Si es lo primero, podremos anticipar las consecuencias metabólicas de ingerirlo; si es lo segundo, estaremos preparados para determinar si nos produce una sensación buena o mala, no solo directamente por el sabor, sino también por las consecuencias metabólicas de ingerirlo.
Los sabores salados, dulces, amargos, ácidos y umami (el quinto sabor y el menos conocidos), transmiten información sobre los nutrientes que ingerimos.
En aquellos momentos de escasez de recursos, esto significaba la diferencia entre la supervivencia o la extinción y por eso, creen los científicos, es el sentido más resistente del cuerpo humano: el gusto sobrevive a la edad y las enfermedades mucho mejor que la vista o el oído, por ejemplo.
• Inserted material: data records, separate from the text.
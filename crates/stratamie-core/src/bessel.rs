//! Spherical Bessel and Hankel functions of complex argument.
//!
//! Naive upward recursion of $j_n(z)$ is unstable once $n$ exceeds $|z|$ or
//! when $\operatorname{Im} z$ is large (absorbing media). The engine instead
//! works with the logarithmic derivatives of the Riccati-Bessel functions
//! $\psi_n(z) = z j_n(z)$ and $\zeta_n(z) = z h^{(1)}_n(z)$:
//!
//! $$ D^{(1)}_n(z) = \frac{\psi_n'(z)}{\psi_n(z)}, \qquad
//!    D^{(3)}_n(z) = \frac{\zeta_n'(z)}{\zeta_n(z)} $$
//!
//! $D^{(1)}_n$ is seeded at an order above the requested range by a modified
//! Lentz continued fraction and recursed downward, which is stable for any
//! argument. $D^{(3)}_n$ and the products $\psi_n \zeta_n$ are then obtained by
//! upward recursion, and the Riccati-Bessel functions themselves follow from
//! the ratios.
//!
//! # Reference
//! W. J. Lentz, *Appl. Opt.* **15**, 668 (1976);
//! O. Peña & U. Pal, *Comput. Phys. Commun.* **180**, 2348 (2009).

use num_complex::Complex64;

use crate::error::{MieError, MieResult};

/// Iteration budget of the continued fraction.
pub const MAX_CF_ITERATIONS: usize = 10_000;

const CF_TOLERANCE: f64 = 1e-14;
const CF_TINY: f64 = 1e-300;
/// Extra orders above `max(N, |z|)` at which the downward recursion starts.
const START_MARGIN: usize = 16;

const I: Complex64 = Complex64::new(0.0, 1.0);

/// Logarithmic derivatives of $\psi_n$ and $\zeta_n$ for `n = 0..=nmax`.
#[derive(Debug, Clone)]
pub struct LogDerivatives {
    pub d1: Vec<Complex64>,
    pub d3: Vec<Complex64>,
}

/// Riccati-Bessel functions and their logarithmic derivatives for `n = 0..=nmax`.
#[derive(Debug, Clone)]
pub struct RiccatiBessel {
    pub d1: Vec<Complex64>,
    pub d3: Vec<Complex64>,
    /// $\psi_n(z) = z j_n(z)$.
    pub psi: Vec<Complex64>,
    /// $\zeta_n(z) = z h^{(1)}_n(z)$.
    pub zeta: Vec<Complex64>,
}

/// Spherical Bessel/Hankel values and derivatives for `n = 0..=nmax`.
#[derive(Debug, Clone)]
pub struct SphericalBessel {
    pub j: Vec<Complex64>,
    pub jp: Vec<Complex64>,
    pub h1: Vec<Complex64>,
    pub h1p: Vec<Complex64>,
    /// $D^{(1)}_n(z) = \frac{d}{dz} \ln\left(z j_n(z)\right)$.
    pub d1: Vec<Complex64>,
}

fn check_argument(z: Complex64) -> MieResult<()> {
    if !(z.re.is_finite() && z.im.is_finite()) {
        return Err(MieError::domain(format!(
            "special function argument {z} is not finite"
        )));
    }
    if z.re == 0.0 && z.im == 0.0 {
        return Err(MieError::domain(
            "special function argument must be non-zero",
        ));
    }
    Ok(())
}

/// Order at which the downward recursion for orders `0..=n` is seeded.
pub fn start_order(z: Complex64, n: usize) -> usize {
    n.max(z.norm().ceil() as usize) + START_MARGIN
}

/// $D^{(1)}_n(z)$ evaluated directly by continued fraction.
///
/// Uses $j_{n-1}/j_n = \frac{2n+1}{z} - \cfrac{1}{\frac{2n+3}{z} - \cfrac{1}{\ddots}}$
/// and $D^{(1)}_n = j_{n-1}/j_n - n/z$.
pub fn log_derivative_cf(n: usize, z: Complex64) -> MieResult<Complex64> {
    log_derivative_cf_with_budget(n, z, MAX_CF_ITERATIONS)
}

pub(crate) fn log_derivative_cf_with_budget(
    n: usize,
    z: Complex64,
    budget: usize,
) -> MieResult<Complex64> {
    check_argument(z)?;
    let inv_z = 1.0 / z;
    let tiny = Complex64::new(CF_TINY, 0.0);

    let mut f = (2 * n + 1) as f64 * inv_z;
    if f.norm() < CF_TINY {
        f = tiny;
    }
    let mut c = f;
    let mut d = Complex64::new(0.0, 0.0);

    for k in 1..=budget {
        let b = (2 * (n + k) + 1) as f64 * inv_z;
        d = b - d;
        if d.norm() < CF_TINY {
            d = tiny;
        }
        d = 1.0 / d;
        c = b - 1.0 / c;
        if c.norm() < CF_TINY {
            c = tiny;
        }
        let delta = c * d;
        f *= delta;
        if !(f.re.is_finite() && f.im.is_finite()) {
            return Err(MieError::Convergence {
                order: n,
                iterations: k,
                argument: z.to_string(),
            });
        }
        if (delta - 1.0).norm() < CF_TOLERANCE {
            return Ok(f - n as f64 * inv_z);
        }
    }

    Err(MieError::Convergence {
        order: n,
        iterations: budget,
        argument: z.to_string(),
    })
}

/// $D^{(1)}_n(z)$ and $D^{(3)}_n(z)$ for `n = 0..=nmax`.
pub fn log_derivatives(z: Complex64, nmax: usize) -> MieResult<LogDerivatives> {
    check_argument(z)?;
    let nstart = start_order(z, nmax);
    log::trace!("D1 downward recursion for z = {z} seeded at order {nstart}");

    let mut d1 = vec![Complex64::new(0.0, 0.0); nmax + 1];
    let mut d = log_derivative_cf(nstart, z)?;
    for n in (1..=nstart).rev() {
        if n <= nmax {
            d1[n] = d;
        }
        let nz = n as f64 / z;
        d = nz - 1.0 / (d + nz);
    }
    d1[0] = d;

    // psi_0 zeta_0 = (1 - exp(2iz)) / 2, D3_0 = i
    let mut d3 = vec![Complex64::new(0.0, 0.0); nmax + 1];
    d3[0] = I;
    let mut psi_zeta = 0.5 * (1.0 - (2.0 * I * z).exp());
    for n in 1..=nmax {
        let nz = n as f64 / z;
        psi_zeta *= (nz - d1[n - 1]) * (nz - d3[n - 1]);
        d3[n] = d1[n] + I / psi_zeta;
    }

    Ok(LogDerivatives { d1, d3 })
}

/// $\psi_n$, $\zeta_n$ and their logarithmic derivatives for `n = 0..=nmax`.
pub fn riccati_bessel(z: Complex64, nmax: usize) -> MieResult<RiccatiBessel> {
    let LogDerivatives { d1, d3 } = log_derivatives(z, nmax)?;

    let mut psi = vec![Complex64::new(0.0, 0.0); nmax + 1];
    let mut zeta = vec![Complex64::new(0.0, 0.0); nmax + 1];
    psi[0] = z.sin();
    zeta[0] = z.sin() - I * z.cos();
    for n in 1..=nmax {
        let nz = n as f64 / z;
        psi[n] = psi[n - 1] * (nz - d1[n - 1]);
        zeta[n] = zeta[n - 1] * (nz - d3[n - 1]);
    }

    Ok(RiccatiBessel { d1, d3, psi, zeta })
}

/// $j_n(z)$, $h^{(1)}_n(z)$, their derivatives, and $D^{(1)}_n(z)$ for `n = 0..=nmax`.
pub fn spherical_bessel(z: Complex64, nmax: usize) -> MieResult<SphericalBessel> {
    let rb = riccati_bessel(z, nmax + 1)?;
    let inv_z = 1.0 / z;

    let j: Vec<Complex64> = rb.psi.iter().map(|p| p * inv_z).collect();
    let h1: Vec<Complex64> = rb.zeta.iter().map(|p| p * inv_z).collect();

    // f_0' = -f_1, f_n' = f_{n-1} - (n + 1) f_n / z
    let derivative = |f: &[Complex64]| -> Vec<Complex64> {
        (0..=nmax)
            .map(|n| {
                if n == 0 {
                    -f[1]
                } else {
                    f[n - 1] - (n + 1) as f64 * f[n] * inv_z
                }
            })
            .collect()
    };
    let jp = derivative(&j);
    let h1p = derivative(&h1);

    let mut d1 = rb.d1;
    d1.truncate(nmax + 1);

    Ok(SphericalBessel {
        j: j[..=nmax].to_vec(),
        jp,
        h1: h1[..=nmax].to_vec(),
        h1p,
        d1,
    })
}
El gusto también influye en la digestión
En el caso de una especie omnívora, como el ser humano, con un mayor rango de opciones alimenticias a su alcance, la importancia de hacer una buena selección es aun mayor.
Por eso el sentido del gusto es especialmente importante para los humanos, cumpliendo dos funciones: la primera, influir en nuestro comportamiento alimenticio, tanto consciente como inconscientemente, para determinar qué comemos y qué no; la segunda, influir en nuestra fisiología y nuestro metabolismo ayudando a distinguir qué nutrientes ingerimos para preparar su digestión.
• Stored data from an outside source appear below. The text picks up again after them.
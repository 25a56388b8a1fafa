//! TOML configuration deserialisation for scattering jobs.

use anyhow::{bail, Context};
use num_complex::Complex64;
use serde::Deserialize;

/// Top-level job configuration.
#[derive(Debug, Deserialize)]
pub struct JobConfig {
    pub simulation: SimulationConfig,
    /// Layers, innermost first. Target layers must precede coating layers.
    #[serde(rename = "layer")]
    pub layers: Vec<LayerConfig>,
    pub angles: Option<AngleSpec>,
    pub near_field: Option<NearFieldConfig>,
    pub fields: Option<FieldPointsConfig>,
    #[serde(default)]
    pub output: OutputConfig,
}

/// Simulation parameters from TOML.
#[derive(Debug, Deserialize)]
pub struct SimulationConfig {
    /// Single wavelength (same length unit as the layer widths).
    pub wavelength: Option<f64>,
    /// Wavelength sweep; takes precedence over `wavelength`.
    pub spectrum: Option<WavelengthSpec>,
    /// Cap on the number of multipole terms.
    pub max_terms: Option<usize>,
}

/// Wavelength specification: either a range or explicit list.
#[derive(Debug, Deserialize)]
#[serde(untagged)]
pub enum WavelengthSpec {
    Range { range: [f64; 2], points: usize },
    List { values: Vec<f64> },
}

/// Scattering angles in degrees: either a range or explicit list.
#[derive(Debug, Deserialize)]
#[serde(untagged)]
pub enum AngleSpec {
    Range { range: [f64; 2], points: usize },
    List { values: Vec<f64> },
}

#[derive(Debug, Clone, Copy, PartialEq, Eq, Default, Deserialize)]
#[serde(rename_all = "lowercase")]
pub enum LayerRole {
    #[default]
    Target,
    Coating,
}

/// A single shell of the particle.
#[derive(Debug, Deserialize)]
pub struct LayerConfig {
    pub width: f64,
    /// Relative refractive index as `[re, im]`.
    #[serde(default = "default_index")]
    pub index: Complex64,
    #[serde(default)]
    pub role: LayerRole,
    /// Perfect electric conductor. Only the innermost layer may set this.
    #[serde(default)]
    pub pec: bool,
}

fn default_index() -> Complex64 {
    Complex64::new(1.0, 0.0)
}

/// Observation plane for a near-field map, computed at peak extinction.
#[derive(Debug, Deserialize)]
pub struct NearFieldConfig {
    #[serde(default)]
    pub centre: [f64; 3],
    #[serde(default = "default_normal")]
    pub normal: [f64; 3],
    /// Half-width of the square plane. Defaults to twice the particle radius.
    pub half_width: Option<f64>,
    #[serde(default = "default_grid_points")]
    pub nx: usize,
    #[serde(default = "default_grid_points")]
    pub ny: usize,
}

fn default_normal() -> [f64; 3] {
    [0.0, 1.0, 0.0]
}
fn default_grid_points() -> usize {
    80
}

/// Explicit field observation points (applied units).
#[derive(Debug, Deserialize)]
pub struct FieldPointsConfig {
    pub points: Vec<[f64; 3]>,
}

/// Output configuration.
#[derive(Debug, Deserialize)]
pub struct OutputConfig {
    /// Output directory (default: "./output").
    #[serde(default = "default_output_dir")]
    pub directory: String,
    /// Whether to save spectra as CSV (default: true).
    #[serde(default = "default_true")]
    pub save_spectra: bool,
    /// Whether to also save spectra as JSON (default: false).
    #[serde(default)]
    pub save_json: bool,
    /// Whether to save the Mie coefficients at peak extinction (default: true).
    #[serde(default = "default_true")]
    pub save_coefficients: bool,
}

impl Default for OutputConfig {
    fn default() -> Self {
        Self {
            directory: default_output_dir(),
            save_spectra: true,
            save_json: false,
            save_coefficients: true,
        }
    }
}

fn default_output_dir() -> String {
    "./output".into()
}
fn default_true() -> bool {
    true
}

impl JobConfig {
    /// Wavelengths to simulate, in order.
    pub fn wavelengths(&self) -> Vec<f64> {
        match (&self.simulation.spectrum, self.simulation.wavelength) {
            (Some(WavelengthSpec::Range { range, points }), _) => {
                let (start, end) = (range[0], range[1]);
                (0..*points)
                    .map(|i| start + (end - start) * i as f64 / (*points - 1).max(1) as f64)
                    .collect()
            }
            (Some(WavelengthSpec::List { values }), _) => values.clone(),
            (None, Some(wl)) => vec![wl],
            (None, None) => Vec::new(),
        }
    }

    /// Scattering angles in radians.
    pub fn angles_rad(&self) -> Vec<f64> {
        let degrees = match &self.angles {
            Some(AngleSpec::Range { range, points }) => {
                let (start, end) = (range[0], range[1]);
                (0..*points)
                    .map(|i| start + (end - start) * i as f64 / (*points - 1).max(1) as f64)
                    .collect()
            }
            Some(AngleSpec::List { values }) => values.clone(),
            None => Vec::new(),
        };
        degrees.into_iter().map(f64::to_radians).collect()
    }

    /// Structural checks the engine cannot make on its own.
    pub fn validate(&self) -> anyhow::Result<()> {
        if self.layers.is_empty() {
            bail!("job defines no [[layer]] entries");
        }
        let wavelengths = self.wavelengths();
        if wavelengths.is_empty() {
            bail!("set either simulation.wavelength or simulation.spectrum");
        }
        if let Some(bad) = wavelengths.iter().find(|wl| !(wl.is_finite() && **wl > 0.0)) {
            bail!("wavelength {bad} must be positive");
        }
        let mut seen_coating = false;
        for (i, layer) in self.layers.iter().enumerate() {
            match layer.role {
                LayerRole::Coating => seen_coating = true,
                LayerRole::Target if seen_coating => {
                    bail!("layer {i}: target layers must precede coating layers")
                }
                LayerRole::Target => {}
            }
            if layer.pec && i != 0 {
                bail!("layer {i}: only the innermost layer may be a perfect conductor");
            }
        }
        if let Some(AngleSpec::Range { points: 0, .. }) = &self.angles {
            bail!("angle range needs at least one point");
        }
        if let Some(nf) = &self.near_field {
            if nf.nx == 0 || nf.ny == 0 {
                bail!("near-field grid needs at least one point per axis");
            }
        }
        Ok(())
    }
}

/// Load, parse and validate a TOML job configuration file.
pub fn load_config(path: &std::path::Path) -> anyhow::Result<JobConfig> {
    let content = std::fs::read_to_string(path)
        .with_context(|| format!("reading job file {}", path.display()))?;
    let config: JobConfig = toml::from_str(&content)
        .with_context(|| format!("parsing job file {}", path.display()))?;
    config.validate()?;
    Ok(config)
}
La primera función determina** qué comida entra en nuestro cuerpo**, y la segunda, cómo la procesamos una vez que está dentro. Combinadas moldean nuestros hábitos y preferencias alimenticias, que son las que nos mantienen a lo largo de nuestra vida y permiten a nuestra especie prosperar y reproducirse.
A por lo graso, lo dulce y lo salado
En un entorno en el que había que tomar decisiones nutricionales inteligentes, el gusto de nuestros antepasados premiaba los alimentos altos en grasas y azúcares por su alta densidad calórica que aportaban mucha energía con menos cantidades. También aquellas con sabor salado, que aportaban las sales minerales que no eran fáciles de conseguir de otra forma.
Las frutas seguían siendo un alimento a conseguir por sus niveles de azúcar. Las hierbas y otros vegetales eran una opción secundaria: más abundantes y proporcionalmente menos nutritivas, constituían más un premio de consolación que una elección preferente. Los sabores amargos o agríos, dependiendo del alimento, eran una señal de toxicidad y eran rechazados inmediatamente.
El gusto sigue siendo una ventaja (y para otros, un problema)
Lo que aquellos primitivos ancestros aprendieron guió las decisiones alimentarias de la humanidad durante milenios, y aun hoy es útil para muchas personas que viven en situación de inseguridad alimentaria, ya que les ayuda a identificar los nutrientes que necesitan entre los alimentos a su alcance.
Sin embargo, para los que vivimos con acceso constante a alimentos altamente calóricos y de sabor atractivo, nuestra preferencia por las comidas saladas, dulces y con grasas, resultado de esa evolución, nos está empujando a una epidemia de enfermedades relacionadas con la nutrición, como la obesidad y la diabetes.